Allelism test of com1 mutants
Mut.3906 mutant (Supplementary Data 3) was crossed with BW-NIL(com1.a) to test for allelism. The resultant F1 plants showed a mutant spike phenotype confirming to be allelic with com1. All alleles showed phenotypic similarities with com1 and mutations in the COM1 gene sequences.
Double mutants (DM) were generated by crossing mutant BW-NIL(com1.a) to BW-NIL(com2.g), followed by selfing of the F1 progeny. All obtained 183 F2 plants were subsequently genotyped (Supplementary Data 1). In case of com2.g mutation detection, a primer pair (Com2-Bw_SfiI_FR; Supplementary Data 1) spanning the A300C haplotype (that differentiates the Wt Bowman allele A from com2.g mutant C allele at position 300 bp13) were used for sequencing and to classify F2 genotypes for the com2 locus. Thus, genotypic classes include C300C allele as homozygous mutant, AA as Wt and CA as heterozygous. In case of com1.a, a presence/absence marker was used (Supplementary Data 1), where absence of the COM1 gene was considered as homozygous com1.a mutant. A total number of five plants were recovered as homozygous double mutants (from 183 F2 plants) that were used for generating F3 plants used in subsequent DM phenotypic analysis (Fig. 8). Two DM F3 families, each consisting of 20 plants along with 20 plants from each of the single mutants and 20 wild type cv. Bowman plants, were grown and used for phenotyping (Fig. 8).

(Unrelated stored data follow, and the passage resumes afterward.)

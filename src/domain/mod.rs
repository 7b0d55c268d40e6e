//! Domain name normalization.
//!
//! Domain names compare case-insensitively and DNS presentation format carries
//! a trailing root dot (`www.example.com.`). Both are normalized away so input
//! keys and discovered CNAME targets share one spelling.

/// Normalizes a domain name: trims whitespace, strips trailing dots, lowercases.
///
/// The root name (`.`) normalizes to an empty string.
pub fn normalize_domain(domain: &str) -> String {
    domain.trim().trim_end_matches('.').to_ascii_lowercase()
}
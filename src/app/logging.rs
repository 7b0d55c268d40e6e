//! Progress logging utilities.

use log::info;
use std::time::Instant;

/// Logs how many input entries a subcommand has finished and at what rate.
///
/// # Arguments
///
/// * `label` - What was processed ("domains", "URLs")
/// * `start_time` - The start time of processing
/// * `completed` - Number of entries finished so far
pub fn log_progress(label: &str, start_time: Instant, completed: usize) {
    let elapsed_secs = start_time.elapsed().as_secs_f64();
    let rate = if elapsed_secs > 0.0 {
        completed as f64 / elapsed_secs
    } else {
        0.0
    };
    info!(
        "Processed {} {} in {:.2} seconds (~{:.2} {}/sec)",
        completed, label, elapsed_secs, rate, label
    );
}
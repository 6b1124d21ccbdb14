//! Frame driver
//!
//! One frame runs, in order: input (menu actions, pointer events), fixed-step
//! physics substeps each followed by the lifecycle update, then scoring and
//! the clearance check. Everything is single threaded; the aim preview steps
//! its own ground-only world, never the live one.

use glam::Vec3;

use super::aim::{AimController, AimOutcome, PointerEvent};
use super::objects::ObjectLifecycle;
use super::projectile::ProjectilePool;
use super::stage::StageDefinition;
use super::state::{GameEvent, GamePhase, GameState, PlayTransition};
use super::world::{PhysicsBackend, PhysicsWorld};
use crate::error::{GameError, GameResult};
use crate::renderer::{InstanceKind, InstanceMirror};
use crate::settings::Settings;

/// Menu buttons
#[derive(Debug, Clone, Copy, PartialEq, Eq)]
pub enum MenuAction {
    Play,
    NextStage,
    PreviousStage,
    BackToMenu,
}

/// Input gathered since the previous frame
#[derive(Debug, Clone, Default)]
pub struct FrameInput {
    pub menu: Vec<MenuAction>,
    /// Pointer events in the order they happened
    pub pointer: Vec<PointerEvent>,
    /// New camera-drag state, if it changed
    pub panning: Option<bool>,
    /// Window blur, visibility change or lost pointer capture
    pub focus_lost: bool,
}

/// The whole game core
pub struct Game {
    settings: Settings,
    stages: Vec<StageDefinition>,
    state: GameState,
    world: PhysicsWorld,
    preview_world: PhysicsWorld,
    mirror: InstanceMirror,
    objects: ObjectLifecycle,
    balls: ProjectilePool,
    aim: AimController,
    /// Simulation clock (seconds)
    time: f32,
    accumulator: f32,
    events: Vec<GameEvent>,
    redraw: bool,
}

impl Game {
    /// Validate the stage list and load the first stage behind the menu
    pub fn new(settings: Settings, stages: Vec<StageDefinition>) -> GameResult<Self> {
        let Some(first) = stages.first() else {
            return Err(GameError::InvalidStage {
                title: String::new(),
                reason: "no stages".into(),
            });
        };
        for stage in &stages {
            stage.validate()?;
        }
        let world = PhysicsWorld::from_stage(first, &settings.physics)?;
        let preview_world = PhysicsWorld::from_stage(first, &settings.physics)?;
        let mut game = Self {
            objects: ObjectLifecycle::new(settings.objects.clone()),
            balls: ProjectilePool::new(&settings.aim, first.kill_y()),
            aim: AimController::new(settings.aim.clone(), settings.physics.fixed_step),
            state: GameState::new(stages.len()),
            mirror: InstanceMirror::new(),
            world,
            preview_world,
            settings,
            stages,
            time: 0.0,
            accumulator: 0.0,
            events: Vec::new(),
            redraw: true,
        };
        game.load_stage(0)?;
        Ok(game)
    }

    pub fn state(&self) -> &GameState {
        &self.state
    }

    pub fn stage(&self) -> &StageDefinition {
        &self.stages[self.state.stage_index]
    }

    pub fn stages(&self) -> &[StageDefinition] {
        &self.stages
    }

    pub fn mirror(&self) -> &InstanceMirror {
        &self.mirror
    }

    pub fn objects(&self) -> &ObjectLifecycle {
        &self.objects
    }

    pub fn balls(&self) -> &ProjectilePool {
        &self.balls
    }

    pub fn aim(&self) -> &AimController {
        &self.aim
    }

    pub fn world(&self) -> &PhysicsWorld {
        &self.world
    }

    pub fn time(&self) -> f32 {
        self.time
    }

    /// Tear down the current stage and build `index` from its definition
    fn load_stage(&mut self, index: usize) -> GameResult<()> {
        // Animations and bodies go before the slots they write to
        self.aim.cancel();
        self.objects.clear(&mut self.world, &mut self.mirror);
        self.balls.clear(&mut self.world, &mut self.mirror);
        self.mirror.reset();

        let stage = &self.stages[index];
        self.world = PhysicsWorld::from_stage(stage, &self.settings.physics)?;
        self.preview_world = PhysicsWorld::from_stage(stage, &self.settings.physics)?;
        for ground in &stage.ground {
            let slot = self.mirror.allocate_slot(InstanceKind::Ground)?;
            self.mirror.write_transform(
                InstanceKind::Ground,
                slot,
                ground.position,
                [0.0; 3],
                ground.size,
            );
        }
        self.balls.set_kill_y(stage.kill_y());
        self.objects
            .load(stage, &mut self.world, &mut self.mirror, self.time)?;
        self.accumulator = 0.0;
        self.redraw = true;
        log::info!("Stage {} ready: {}", index, stage.title);
        Ok(())
    }

    /// Advance one displayed frame by `elapsed` seconds of wall time
    pub fn frame(&mut self, input: &FrameInput, elapsed: f32) -> GameResult<()> {
        self.handle_input(input)?;

        let dt = self.settings.physics.fixed_step;
        let max_substeps = self.settings.physics.max_substeps;
        self.accumulator += elapsed.clamp(0.0, dt * max_substeps as f32);
        let mut substeps = 0;
        while self.accumulator >= dt && substeps < max_substeps {
            self.step(dt);
            self.accumulator -= dt;
            substeps += 1;
        }

        for event in self.objects.drain_events() {
            self.state.add_score(event);
        }
        if self.state.phase == GamePhase::Playing && self.objects.is_cleared() {
            self.state.complete();
        }
        self.events.extend(self.state.drain_events());
        self.redraw = self.mirror.take_dirty();
        Ok(())
    }

    fn step(&mut self, dt: f32) {
        let objects = &mut self.objects;
        let balls = &mut self.balls;
        self.world.step(dt, &mut |contact| {
            objects.on_contact(contact);
            balls.on_contact(contact);
        });
        self.time += dt;
        self.objects
            .update(&mut self.world, &mut self.mirror, self.time);
        self.balls.update(&mut self.world, &mut self.mirror);
    }

    fn handle_input(&mut self, input: &FrameInput) -> GameResult<()> {
        if let Some(panning) = input.panning {
            self.state.set_panning(panning);
        }
        if input.focus_lost {
            self.aim.cancel();
        }
        for action in &input.menu {
            self.handle_menu(*action)?;
        }
        for event in &input.pointer {
            if self.state.phase != GamePhase::Playing {
                self.aim.cancel();
                continue;
            }
            let outcome = self
                .aim
                .handle(event, self.state.panning, &mut self.preview_world)?;
            if let AimOutcome::Launch { position, velocity } = outcome {
                self.launch(position, velocity)?;
            }
        }
        Ok(())
    }

    fn handle_menu(&mut self, action: MenuAction) -> GameResult<()> {
        let before = self.state.stage_index;
        match action {
            MenuAction::Play => {
                if self.state.play() == PlayTransition::Reset {
                    self.load_stage(self.state.stage_index)?;
                    self.state.record_reset();
                }
            }
            MenuAction::NextStage => {
                self.state.next_stage();
            }
            MenuAction::PreviousStage => {
                self.state.previous_stage();
            }
            MenuAction::BackToMenu => {
                self.state.back_to_menu();
            }
        }
        if self.state.stage_index != before {
            self.load_stage(self.state.stage_index)?;
        }
        Ok(())
    }

    fn launch(&mut self, position: Vec3, velocity: Vec3) -> GameResult<()> {
        match self
            .balls
            .launch(&mut self.world, &mut self.mirror, position, velocity)?
        {
            Some(ball) => self.state.record_launch(ball),
            None => self.state.record_refused_launch(),
        }
        Ok(())
    }

    pub fn drain_events(&mut self) -> Vec<GameEvent> {
        std::mem::take(&mut self.events)
    }

    /// True while anything on screen can still change
    pub fn needs_redraw(&self) -> bool {
        self.redraw
            || !self.world.is_settled()
            || self.objects.is_animating()
            || self.aim.is_aiming()
    }
}
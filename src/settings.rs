//! Game tuning loaded from JSON
//!
//! Every field has a default, so a settings file only needs the values it
//! overrides. A missing file means defaults; a malformed one is an error.

use std::path::Path;

use serde::{Deserialize, Serialize};

use crate::consts::*;
use crate::error::{GameError, GameResult};
use crate::sim::ObjectKind;

/// Rigid-body world tuning
#[derive(Debug, Clone, PartialEq, Serialize, Deserialize)]
#[serde(default)]
pub struct PhysicsSettings {
    /// World gravity (m/s²)
    pub gravity: [f32; 3],
    /// Restitution applied to every collider
    pub restitution: f32,
    /// Fixed step shared by live stepping and preview
    pub fixed_step: f32,
    /// Substep cap per frame
    pub max_substeps: u32,
}

impl Default for PhysicsSettings {
    fn default() -> Self {
        Self {
            gravity: GRAVITY,
            restitution: DEFAULT_RESTITUTION,
            fixed_step: SIM_DT,
            max_substeps: MAX_SUBSTEPS,
        }
    }
}

/// Drag-to-launch tuning
#[derive(Debug, Clone, PartialEq, Serialize, Deserialize)]
#[serde(default)]
pub struct AimSettings {
    /// Drag length (world units) that maps to full power
    pub max_drag: f32,
    /// Minimum normalized drag that launches
    pub fire_threshold: f32,
    /// Horizontal speed at full power
    pub speed_scale: f32,
    /// Extra vertical speed at full power
    pub height_speed: f32,
    /// Vertical speed of the shortest launch
    pub min_height_speed: f32,
    /// Preview horizon in fixed steps
    pub preview_steps: usize,
    /// Minimum accumulated time between preview samples
    pub sample_interval: f32,
    pub ball_radius: f32,
    pub ball_mass: f32,
    pub ball_damping: f32,
}

impl Default for AimSettings {
    fn default() -> Self {
        Self {
            max_drag: 4.0,
            fire_threshold: 0.125,
            speed_scale: 28.0,
            height_speed: 10.0,
            min_height_speed: 8.0,
            preview_steps: TRAJECTORY_STEPS,
            sample_interval: TRAJECTORY_SAMPLE_INTERVAL,
            ball_radius: BALL_RADIUS,
            ball_mass: BALL_MASS,
            ball_damping: BALL_DAMPING,
        }
    }
}

/// Stage object scoring and lifecycle tuning
#[derive(Debug, Clone, PartialEq, Serialize, Deserialize)]
#[serde(default)]
pub struct ObjectSettings {
    /// Up-vector cosine below which an object counts as knocked over
    pub upright_cos_threshold: f32,
    pub box_score: i64,
    pub furniture_penalty: i64,
    pub spawn_duration: f32,
    pub spawn_stagger: f32,
    pub despawn_duration: f32,
    /// Rise height range of the despawn animation
    pub despawn_rise: [f32; 2],
    /// Kinds defeated by touching the ground
    pub ground_contact_kinds: Vec<ObjectKind>,
    /// Kinds defeated by tipping past the upright threshold
    pub orientation_kinds: Vec<ObjectKind>,
    /// Populate furniture surfaces with boxes on load
    pub populate_boxes: bool,
    /// Seed for box population and despawn rise heights
    pub seed: u64,
}

impl Default for ObjectSettings {
    fn default() -> Self {
        Self {
            upright_cos_threshold: UPRIGHT_COS_THRESHOLD,
            box_score: BOX_SCORE,
            furniture_penalty: FURNITURE_PENALTY,
            spawn_duration: SPAWN_DURATION,
            spawn_stagger: SPAWN_STAGGER,
            despawn_duration: DESPAWN_DURATION,
            despawn_rise: [4.0, 6.0],
            ground_contact_kinds: vec![ObjectKind::Box],
            orientation_kinds: ObjectKind::FURNITURE.to_vec(),
            populate_boxes: true,
            seed: 0x5eed,
        }
    }
}

impl ObjectSettings {
    pub fn defeated_by_ground(&self, kind: ObjectKind) -> bool {
        self.ground_contact_kinds.contains(&kind)
    }

    pub fn defeated_by_orientation(&self, kind: ObjectKind) -> bool {
        self.orientation_kinds.contains(&kind)
    }

    /// Score delta for defeating an object of this kind
    pub fn score_for(&self, kind: ObjectKind) -> i64 {
        if kind.is_furniture() {
            self.furniture_penalty
        } else {
            self.box_score
        }
    }
}

/// All game tuning
#[derive(Debug, Clone, Default, PartialEq, Serialize, Deserialize)]
#[serde(default)]
pub struct Settings {
    pub physics: PhysicsSettings,
    pub aim: AimSettings,
    pub objects: ObjectSettings,
}

impl Settings {
    /// Parse settings from a JSON string
    pub fn from_json(json: &str, origin: &str) -> GameResult<Self> {
        serde_json::from_str(json).map_err(|e| GameError::Settings {
            path: origin.to_string(),
            message: e.to_string(),
        })
    }

    /// Load settings from a JSON file
    pub fn load(path: &Path) -> GameResult<Self> {
        let json = std::fs::read_to_string(path).map_err(|source| GameError::Io {
            path: path.display().to_string(),
            source,
        })?;
        let settings = Self::from_json(&json, &path.display().to_string())?;
        log::info!("Loaded settings from {}", path.display());
        Ok(settings)
    }

    /// Load settings, falling back to defaults when the file does not exist
    pub fn load_or_default(path: &Path) -> GameResult<Self> {
        if !path.exists() {
            log::info!("No settings at {}, using defaults", path.display());
            return Ok(Self::default());
        }
        Self::load(path)
    }

    /// Write settings as pretty JSON
    pub fn save(&self, path: &Path) -> GameResult<()> {
        let json = serde_json::to_string_pretty(self).map_err(|e| GameError::Settings {
            path: path.display().to_string(),
            message: e.to_string(),
        })?;
        std::fs::write(path, json).map_err(|source| GameError::Io {
            path: path.display().to_string(),
            source,
        })?;
        log::info!("Settings saved to {}", path.display());
        Ok(())
    }
}
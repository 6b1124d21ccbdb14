//! Rigid-body world
//!
//! [`PhysicsBackend`] is the narrow surface the rest of the game talks to;
//! [`PhysicsWorld`] implements it on rapier3d. glam types cross the boundary,
//! nalgebra stays inside this file.

use std::collections::BTreeMap;
use std::sync::Mutex;

use glam::{Quat, Vec3};
use rapier3d::na::{Quaternion, Translation3, UnitQuaternion};
use rapier3d::prelude::*;

use super::shapes::{ObjectKind, ShapePart, validate_parts};
use super::stage::StageDefinition;
use crate::error::{GameError, GameResult};
use crate::settings::PhysicsSettings;

/// Stable handle for a body, independent of the physics engine
#[derive(Debug, Clone, Copy, PartialEq, Eq, Hash, PartialOrd, Ord)]
pub struct BodyId(pub u32);

/// Semantic role of a body
#[derive(Debug, Clone, Copy, PartialEq, Eq, Hash)]
pub enum BodyTag {
    Ground,
    Object(ObjectKind),
    Ball,
}

impl BodyTag {
    pub fn is_ground(&self) -> bool {
        *self == BodyTag::Ground
    }
}

/// Collider geometry in body-local space
#[derive(Debug, Clone, PartialEq)]
pub enum BodyShape {
    Compound(Vec<ShapePart>),
    Sphere { radius: f32 },
}

/// How a body moves
#[derive(Debug, Clone, Copy, PartialEq, Eq)]
pub enum BodyMotion {
    /// Immovable (mass 0)
    Static,
    /// Held in place until activated
    Inactive,
    Dynamic,
}

/// Everything needed to create a body
#[derive(Debug, Clone, PartialEq)]
pub struct BodyDesc {
    pub tag: BodyTag,
    pub shape: BodyShape,
    pub motion: BodyMotion,
    pub position: Vec3,
    pub rotation: Quat,
    pub linvel: Vec3,
    /// Total mass; ignored for static bodies
    pub mass: f32,
    pub linear_damping: f32,
    pub angular_damping: f32,
    /// Enable continuous collision detection
    pub ccd: bool,
}

impl BodyDesc {
    pub fn fixed(tag: BodyTag, shape: BodyShape, position: Vec3) -> Self {
        Self {
            tag,
            shape,
            motion: BodyMotion::Static,
            position,
            rotation: Quat::IDENTITY,
            linvel: Vec3::ZERO,
            mass: 0.0,
            linear_damping: 0.0,
            angular_damping: 0.0,
            ccd: false,
        }
    }

    pub fn dynamic(tag: BodyTag, shape: BodyShape, position: Vec3, mass: f32) -> Self {
        Self {
            motion: BodyMotion::Dynamic,
            mass,
            ..Self::fixed(tag, shape, position)
        }
    }

    pub fn with_rotation(mut self, rotation: Quat) -> Self {
        self.rotation = rotation;
        self
    }

    pub fn with_velocity(mut self, linvel: Vec3) -> Self {
        self.linvel = linvel;
        self
    }

    pub fn with_damping(mut self, linear: f32, angular: f32) -> Self {
        self.linear_damping = linear;
        self.angular_damping = angular;
        self
    }

    pub fn with_ccd(mut self) -> Self {
        self.ccd = true;
        self
    }

    /// Start held in place; see [`PhysicsBackend::set_active`]
    pub fn inactive(mut self) -> Self {
        if self.motion == BodyMotion::Dynamic {
            self.motion = BodyMotion::Inactive;
        }
        self
    }

    fn validate(&self) -> GameResult<()> {
        let owner = match self.tag {
            BodyTag::Ground => "ground",
            BodyTag::Object(kind) => kind.as_str(),
            BodyTag::Ball => "ball",
        };
        match &self.shape {
            BodyShape::Compound(parts) => validate_parts(owner, parts)?,
            BodyShape::Sphere { radius } => {
                if !(radius.is_finite() && *radius > 0.0) {
                    return Err(GameError::InvalidShape {
                        owner: owner.to_string(),
                        part: 0,
                    });
                }
            }
        }
        if !self.position.is_finite() || !self.rotation.is_finite() || !self.linvel.is_finite() {
            return Err(GameError::InvalidBody {
                reason: format!("{owner} has a non-finite pose or velocity"),
            });
        }
        if self.motion != BodyMotion::Static && !(self.mass.is_finite() && self.mass > 0.0) {
            return Err(GameError::InvalidBody {
                reason: format!("movable {owner} needs a positive mass, got {}", self.mass),
            });
        }
        Ok(())
    }
}

/// Snapshot of a body's kinematic state
#[derive(Debug, Clone, Copy, PartialEq)]
pub struct BodyState {
    pub tag: BodyTag,
    pub position: Vec3,
    pub rotation: Quat,
    pub linvel: Vec3,
    pub angvel: Vec3,
    pub sleeping: bool,
}

/// A new contact between a subscribed body and another body
#[derive(Debug, Clone, Copy, PartialEq)]
pub struct ContactEvent {
    /// The subscribed body
    pub body: BodyId,
    pub tag: BodyTag,
    pub other: BodyId,
    pub other_tag: BodyTag,
}

/// Which contacts a subscriber is told about
#[derive(Debug, Clone, Copy, PartialEq, Eq)]
pub enum ContactFilter {
    Ground,
    Any,
}

impl ContactFilter {
    fn matches(&self, tag: BodyTag) -> bool {
        match self {
            ContactFilter::Ground => tag.is_ground(),
            ContactFilter::Any => true,
        }
    }
}

/// The engine-agnostic world interface
pub trait PhysicsBackend {
    fn add_body(&mut self, desc: BodyDesc) -> GameResult<BodyId>;
    /// Remove a body and its subscription; false if it did not exist
    fn remove_body(&mut self, id: BodyId) -> bool;
    /// Switch a body between held-in-place and simulated
    fn set_active(&mut self, id: BodyId, active: bool);
    fn body_state(&self, id: BodyId) -> Option<BodyState>;
    fn subscribe(&mut self, id: BodyId, filter: ContactFilter);
    fn unsubscribe(&mut self, id: BodyId);
    /// Advance by exactly `dt`, reporting new contacts of subscribed bodies
    fn step(&mut self, dt: f32, on_contact: &mut dyn FnMut(&ContactEvent));
    fn static_body_count(&self) -> usize;
    /// Bodies that are not static (inactive ones included)
    fn dynamic_body_count(&self) -> usize;
    /// True when no simulated body is moving
    fn is_settled(&self) -> bool;
}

TILLING analysis in barley
For identifying further mutant alleles of COM1 in barley TILLING populations, an EMS (Ethyl methanesulfonate) treated population of cv. Barke consisting of 10,279 individuals, for which a multidimensional pool of individual DNA samples is available46, were screened. A primer combination (Supplementary Data 1) was used to amplify the coding region of the COM1 gene. The amplicon was subjected to standard procedures using the AdvanCETM TILLING kit (advancedanalytical, IA, USA). Amplified products were digested with dsDNA cleavage kit followed by analysis via mutation discovery kit and gel-dsDNA reagent kit. Briefly, a premix was made containing a mismatch detecting CEL1 enzyme, namely dsDNA Cleavage Enzyme/T-Digest Buffer mixed in ratio 1:125. For digestion, two µL of heteroduplexes was used with two µL of the premix at 45° for 30 min. AdvanCETM FS96 capillary electrophoresis system was used to separate the cleaved products according to manufacturer’s guidelines (Advanced Analytical, IA, USA). To distinguish the real putative mutation from the background products, sizes of two digested products after summing up were expected to give the size of the initial PCR product and only such instances were accepted. Otherwise, the original DNA pool was not considered as containing the putative mutant. All the possible mutations found using the capillary electrophoresis system were further validated by re-sequencing using Sanger sequencing and primers listed in Supplementary Data 1.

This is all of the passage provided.